# Help with New Routine.



## MMUK (Mar 15, 2006)

Hello All.

Ok, im going to open this upto the board to help me with my rebound routine.

For those that dont know, ive had a few health issues as of late, all started with a stroke back in novemeber and ended (Hopefully) with a heart operation earlier last week.

Anyway, this has obviously effected my physique quite a lot due to having to make lifestyle changes and training changes.

I was 17 stone + and around 12% body fat mark back when i had the stroke. (im 6ft 2")

Now im hovering around the 16 stone mark at around 15% - 17% body fat.

Its going to be a few weeks yet before im even aloud to touch a weight and a few months before I can start hitting the big weights again, but want to slowly start building myself back up.

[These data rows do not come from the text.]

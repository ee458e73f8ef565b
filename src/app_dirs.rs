use directories::ProjectDirs;
use std::path::PathBuf;

/// Centralized application directory resolution
pub struct AppDirs;

impl AppDirs {
    /// `$HOME/.local/state/pulsepower`, or the platform data dir without `HOME`
    pub fn state_dir() -> Option<PathBuf> {
        if let Ok(home) = std::env::var("HOME") {
            Some(
                PathBuf::from(home)
                    .join(".local")
                    .join("state")
                    .join("pulsepower"),
            )
        } else {
            ProjectDirs::from("", "", "pulsepower")
                .map(|proj_dirs| proj_dirs.data_local_dir().to_path_buf())
        }
    }

    pub fn history_path() -> Option<PathBuf> {
        Self::state_dir().map(|dir| dir.join("history.csv"))
    }

    pub fn log_dir() -> Option<PathBuf> {
        Self::state_dir().map(|dir| dir.join("logs"))
    }
}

So, the new diet i have put together is more or less based on what I used to eat when I was bulking on AAS (I cant touch AAS untill at least 2009 btw) not quite as much tho.

So.

6.00am - Green Tea + T5 (ECA Stack)

6.30am - Morning Cardio - 30 minutes Treadmill + 20 minutes light weights

7.30am - NLarge2 + 10g Udos + Creatine + Glutamine

9.00am - 100g Oats mixed with 50g Extreme Pro Whey + Almonds

11.00am - 100g Cous Cous + 2 Chicken Breasts + Udos

1.30pm - Same as 11am

4.30pm - 50g Extreme Pro Whey + 50g WMS / Viratgo

5.15pm - Train 60 minutes - Weights (see Routine below)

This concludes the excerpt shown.